10

Child Developmental Clinic

It was my little mans CDC appointment the other day, and I really did not know what to expect from it. I had asked several people who had been to them before and everyone gave me different answers, so I’m going to tell you about my experience and how it all went!

The whole day before I had so much nervous energy I ended up sorting out my whole kitchen, cupboards and the lot!Β  hadn’t expected to get much sleep that night but I must have worn myself out running about like a lunatic cleaning/sorting/worrying etc as I actually managed a pretty decent sleep! Which was a great start as it gave me the energy I needed to be able to listen and concentrate on what was being said.

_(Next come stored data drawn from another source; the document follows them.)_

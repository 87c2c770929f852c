//! Prediction model port.
//!
//! The model is a black box: the engine asks for a score once per cycle and
//! reports realized outcomes back, but never inspects the model's state.

use async_trait::async_trait;

use crate::domain::error::PredictionUnavailable;
use crate::domain::indicator::IndicatorSnapshot;
use crate::domain::market_window::WindowSnapshot;
use crate::domain::prediction::{PredictionScore, TradeOutcome};

#[async_trait]
pub trait PredictionProvider: Send + Sync {
    /// Provider name for logs and audit rows.
    fn name(&self) -> &str;

    async fn predict(
        &self,
        window: &WindowSnapshot,
        indicators: &IndicatorSnapshot,
    ) -> Result<PredictionScore, PredictionUnavailable>;

    /// Notification of a closed position. Fire and forget.
    fn observe(&self, _outcome: &TradeOutcome) {}
}
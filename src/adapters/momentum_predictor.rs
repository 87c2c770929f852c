//! Deterministic trend-following prediction provider.
//!
//! Fits a least-squares line through the last `lookback` closes. The bias is
//! `tanh(sensitivity * slope * lookback / last_close)`, i.e. the fitted move
//! over the lookback as a fraction of price, squashed into [-1, 1]. The
//! confidence is the fit's R².

use std::sync::atomic::{AtomicU64, Ordering};

use async_trait::async_trait;
use tracing::debug;

use crate::domain::error::PredictionUnavailable;
use crate::domain::indicator::IndicatorSnapshot;
use crate::domain::market_window::WindowSnapshot;
use crate::domain::prediction::{PredictionScore, TradeOutcome};
use crate::ports::prediction_port::PredictionProvider;

#[derive(Debug, Clone, PartialEq)]
pub struct MomentumConfig {
    pub lookback: usize,
    pub sensitivity: f64,
}

impl Default for MomentumConfig {
    fn default() -> Self {
        MomentumConfig {
            lookback: 30,
            sensitivity: 20.0,
        }
    }
}

pub struct MomentumPredictor {
    config: MomentumConfig,
    wins: AtomicU64,
    losses: AtomicU64,
}

/// Slope and R² of the least-squares line through `ys` at x = 0, 1, 2, ...
fn linear_fit(ys: &[f64]) -> (f64, f64) {
    let n = ys.len() as f64;
    let mean_x = (n - 1.0) / 2.0;
    let mean_y = ys.iter().sum::<f64>() / n;

    let (mut sxy, mut sxx, mut syy) = (0.0, 0.0, 0.0);
    for (i, y) in ys.iter().enumerate() {
        let dx = i as f64 - mean_x;
        let dy = y - mean_y;
        sxy += dx * dy;
        sxx += dx * dx;
        syy += dy * dy;
    }
    if sxx == 0.0 {
        return (0.0, 0.0);
    }
    let slope = sxy / sxx;
    let r2 = if syy == 0.0 {
        0.0
    } else {
        (sxy * sxy) / (sxx * syy)
    };
    (slope, r2)
}

impl MomentumPredictor {
    pub fn new(config: MomentumConfig) -> Self {
        Self {
            config: MomentumConfig {
                lookback: config.lookback.max(2),
                ..config
            },
            wins: AtomicU64::new(0),
            losses: AtomicU64::new(0),
        }
    }

    /// (wins, losses) reported back through [`PredictionProvider::observe`].
    pub fn record(&self) -> (u64, u64) {
        (
            self.wins.load(Ordering::Relaxed),
            self.losses.load(Ordering::Relaxed),
        )
    }

    pub fn score(&self, closes: &[f64]) -> Result<PredictionScore, PredictionUnavailable> {
        let lookback = self.config.lookback;
        if closes.len() < lookback {
            return Err(PredictionUnavailable::WarmingUp {
                bars: closes.len(),
                required: lookback,
            });
        }
        let recent = &closes[closes.len() - lookback..];
        let last = recent[lookback - 1];
        if !(last.is_finite() && last > 0.0) {
            return Err(PredictionUnavailable::Failed {
                reason: format!("unusable close {}", last),
            });
        }
        let (slope, r2) = linear_fit(recent);
        let bias = (self.config.sensitivity * slope * lookback as f64 / last).tanh();
        Ok(PredictionScore::new(bias, r2))
    }
}

#[async_trait]
impl PredictionProvider for MomentumPredictor {
    fn name(&self) -> &str {
        "momentum"
    }

    async fn predict(
        &self,
        window: &WindowSnapshot,
        indicators: &IndicatorSnapshot,
    ) -> Result<PredictionScore, PredictionUnavailable> {
        let latest = window.latest().map(|b| b.timestamp);
        if indicators.timestamp != latest {
            return Err(PredictionUnavailable::Stale {
                reason: format!(
                    "indicators at {:?}, window at {:?}",
                    indicators.timestamp, latest
                ),
            });
        }
        self.score(&window.closes())
    }

    fn observe(&self, outcome: &TradeOutcome) {
        let counter = if outcome.is_win() {
            &self.wins
        } else {
            &self.losses
        };
        counter.fetch_add(1, Ordering::Relaxed);
        let (wins, losses) = self.record();
        debug!(
            instrument = %outcome.instrument,
            pnl = outcome.realized_pnl,
            wins,
            losses,
            "trade outcome observed"
        );
    }
}

#[cfg(test)]
mod tests {
    use super::*;
    use crate::domain::ohlcv::{Bar, SeriesKey, Timeframe};
    use crate::domain::signal::Direction;
    use approx::assert_relative_eq;
    use chrono::{Duration, NaiveDate, NaiveDateTime};

    fn t0() -> NaiveDateTime {
        NaiveDate::from_ymd_opt(2024, 1, 1)
            .unwrap()
            .and_hms_opt(0, 0, 0)
            .unwrap()
    }

    fn window(closes: &[f64]) -> WindowSnapshot {
        let bars = closes
            .iter()
            .enumerate()
            .map(|(i, &c)| Bar {
                instrument: "EURUSD".into(),
                timeframe: Timeframe::H1,
                timestamp: t0() + Duration::hours(i as i64),
                open: c,
                high: c,
                low: c,
                close: c,
                volume: 1.0,
            })
            .collect();
        WindowSnapshot::new(SeriesKey::new("EURUSD", Timeframe::H1), bars)
    }

    fn predictor(lookback: usize) -> MomentumPredictor {
        MomentumPredictor::new(MomentumConfig {
            lookback,
            sensitivity: 20.0,
        })
    }

    #[test]
    fn perfect_line_has_full_confidence() {
        let (slope, r2) = linear_fit(&[1.0, 2.0, 3.0, 4.0]);
        assert_relative_eq!(slope, 1.0);
        assert_relative_eq!(r2, 1.0);
    }

    #[test]
    fn flat_series_is_neutral() {
        let s = predictor(5).score(&[10.0; 5]).unwrap();
        assert_eq!(s.bias(), 0.0);
        assert_eq!(s.confidence(), 0.0);
    }

    #[test]
    fn rising_series_is_bullish() {
        let closes: Vec<f64> = (0..10).map(|i| 100.0 + i as f64).collect();
        let s = predictor(10).score(&closes).unwrap();
        assert!(s.bias() > 0.5);
        assert_relative_eq!(s.confidence(), 1.0);
    }

    #[test]
    fn falling_series_is_bearish() {
        let closes: Vec<f64> = (0..10).map(|i| 100.0 - i as f64).collect();
        assert!(predictor(10).score(&closes).unwrap().bias() < -0.5);
    }

    #[test]
    fn warms_up() {
        let err = predictor(10).score(&[1.0; 4]).unwrap_err();
        assert_eq!(
            err,
            PredictionUnavailable::WarmingUp {
                bars: 4,
                required: 10
            }
        );
    }

    #[tokio::test]
    async fn stale_indicators_are_refused() {
        let w = window(&[1.0, 2.0, 3.0]);
        let stale = IndicatorSnapshot::new(Some(t0()), Some(1.0));
        let err = predictor(2).predict(&w, &stale).await.unwrap_err();
        assert!(matches!(err, PredictionUnavailable::Stale { .. }));

        let fresh = IndicatorSnapshot::new(Some(t0() + Duration::hours(2)), Some(3.0));
        assert!(predictor(2).predict(&w, &fresh).await.is_ok());
    }

    #[test]
    fn observe_counts_outcomes() {
        let p = predictor(5);
        let mut outcome = TradeOutcome {
            instrument: "EURUSD".into(),
            direction: Direction::Long,
            entry_price: 1.0,
            exit_price: 1.1,
            opened_at: t0(),
            closed_at: t0() + Duration::hours(1),
            realized_pnl: 10.0,
        };
        p.observe(&outcome);
        outcome.realized_pnl = -5.0;
        p.observe(&outcome);
        p.observe(&outcome);
        assert_eq!(p.record(), (1, 2));
    }
}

We were called from the waiting room and met a lovely lady who explained to us what was going to happen during the 90 minute appointment and that there was six other people there to observe him .. so seven people to watch my little 23 month old boy, that seems like an awful lot right! Well it seemed like even more when you walked into the room and saw them all staring at you..all happy, smiling and welcoming faces just very over whelming! My little man wasn’t sure at all what to think, but they are all very used to that and they had everything under there belt, the winning one for him was bubbles! He loves bubbles, what child doesn’t! They then all introduced themselves one by one; physio therapist, speech therapist, Occupational therapist and so forth! The questions then came as he was being observed by all the people there and as one by one they all went over to him and tried to get him to do whatever it was they wanted.. from walking up stairs to making eye contact.

There was so many questions asked I can hardly remember any of them or how I even answered, my partner told me he was impressed with how well I handled them all and answered them all… So I’m thinking they weren’t really the easiest of questions and that is why I have forgotten the majority of them, mixed in with my anxiety I’m surprised how I even remembered to breath through it all let alone answer all these questions thrown at me!

They then went around the room and gave there feedback to us about there findings; one thing that I was worried about was the muscles in his legs being a little short as he is constantly on his toes and not only just a little bit he goes fully up on his toes and occasionally will even walk on the other side of his toes! His muscles are fine though and we were advised to get him some heavy boots to try and encourage him to walk flat footed otherwise he will end up shortening the muscles in his legs. I am now on a hunt for some cute little boots in a lovely size 5! =]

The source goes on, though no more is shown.